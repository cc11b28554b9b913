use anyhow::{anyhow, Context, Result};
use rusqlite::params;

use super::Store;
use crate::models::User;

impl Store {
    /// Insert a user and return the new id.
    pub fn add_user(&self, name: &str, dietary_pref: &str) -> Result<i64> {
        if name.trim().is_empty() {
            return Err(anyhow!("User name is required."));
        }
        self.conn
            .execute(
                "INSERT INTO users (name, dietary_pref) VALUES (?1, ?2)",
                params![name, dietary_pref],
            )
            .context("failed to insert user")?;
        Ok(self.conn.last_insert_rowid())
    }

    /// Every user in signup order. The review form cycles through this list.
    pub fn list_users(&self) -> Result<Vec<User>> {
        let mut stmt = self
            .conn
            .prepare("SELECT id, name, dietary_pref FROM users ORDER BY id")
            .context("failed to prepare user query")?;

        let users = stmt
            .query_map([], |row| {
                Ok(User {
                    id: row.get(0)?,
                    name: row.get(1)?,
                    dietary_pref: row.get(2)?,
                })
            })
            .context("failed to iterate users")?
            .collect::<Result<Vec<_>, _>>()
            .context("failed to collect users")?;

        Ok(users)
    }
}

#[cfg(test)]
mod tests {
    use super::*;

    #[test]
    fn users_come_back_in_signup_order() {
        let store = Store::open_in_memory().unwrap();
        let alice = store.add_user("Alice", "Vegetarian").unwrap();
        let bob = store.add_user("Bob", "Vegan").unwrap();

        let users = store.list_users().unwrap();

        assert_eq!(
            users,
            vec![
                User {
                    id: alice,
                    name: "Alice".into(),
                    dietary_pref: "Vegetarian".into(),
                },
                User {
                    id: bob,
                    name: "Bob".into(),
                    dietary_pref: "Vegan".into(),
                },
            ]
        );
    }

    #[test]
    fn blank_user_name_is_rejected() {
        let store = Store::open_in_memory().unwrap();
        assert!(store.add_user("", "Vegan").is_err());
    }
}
───
YOUR INSTRUCTIONS
All lines in the records with the string "conn" should be copied out.

SOLUTION TO THE PROBLEM
        self.conn
        Ok(self.conn.last_insert_rowid())
            .conn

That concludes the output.